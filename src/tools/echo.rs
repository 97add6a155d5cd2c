//! Echo 工具：把参数里的 text（或 query）原样返回，作为 DEADLOCK 时的替代行动

use async_trait::async_trait;
use serde_json::Value;

use crate::tools::Tool;

pub struct EchoTool;

#[async_trait]
impl Tool for EchoTool {
    fn name(&self) -> &str {
        "echo"
    }

    fn description(&self) -> &str {
        "Echo text back. Args: {\"text\": \"message\"}"
    }

    async fn execute(&self, args: Value) -> Result<String, String> {
        let text = args
            .get("text")
            .or_else(|| args.get("query"))
            .and_then(|v| v.as_str())
            .unwrap_or("(empty)");
        Ok(text.to_string())
    }
}

#[cfg(test)]
mod tests {
    use super::*;
    use serde_json::json;

    #[tokio::test]
    async fn test_echo_falls_back_to_query() {
        assert_eq!(EchoTool.execute(json!({ "query": "q" })).await.unwrap(), "q");
        assert_eq!(EchoTool.execute(json!({})).await.unwrap(), "(empty)");
    }
}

### TASK ITEM
Each entry is to be retyped precisely as it stands.

### TASK SOLUTION
filename src/tools/echo.rs
repository 97add6a155d5cd2c
//! Echo 工具：把参数里的 text（或 query）原样返回，作为 DEADLOCK 时的替代行动

use async_trait::async_trait;
use serde_json::Value;

use crate::tools::Tool;

pub struct EchoTool;

#[async_trait]
impl Tool for EchoTool {
    fn name(&self) -> &str {
        "echo"
    }

    fn description(&self) -> &str {
        "Echo text back. Args: {\"text\": \"message\"}"
    }

    async fn execute(&self, args: Value) -> Result<String, String> {
        let text = args
            .get("text")
            .or_else(|| args.get("query"))
            .and_then(|v| v.as_str())
            .unwrap_or("(empty)");
        Ok(text.to_string())
    }
}

#[cfg(test)]
mod tests {
    use super::*;
    use serde_json::json;

    #[tokio::test]
    async fn test_echo_falls_back_to_query() {
        assert_eq!(EchoTool.execute(json!({ "query": "q" })).await.unwrap(), "q");
        assert_eq!(EchoTool.execute(json!({})).await.unwrap(), "(empty)");
    }
}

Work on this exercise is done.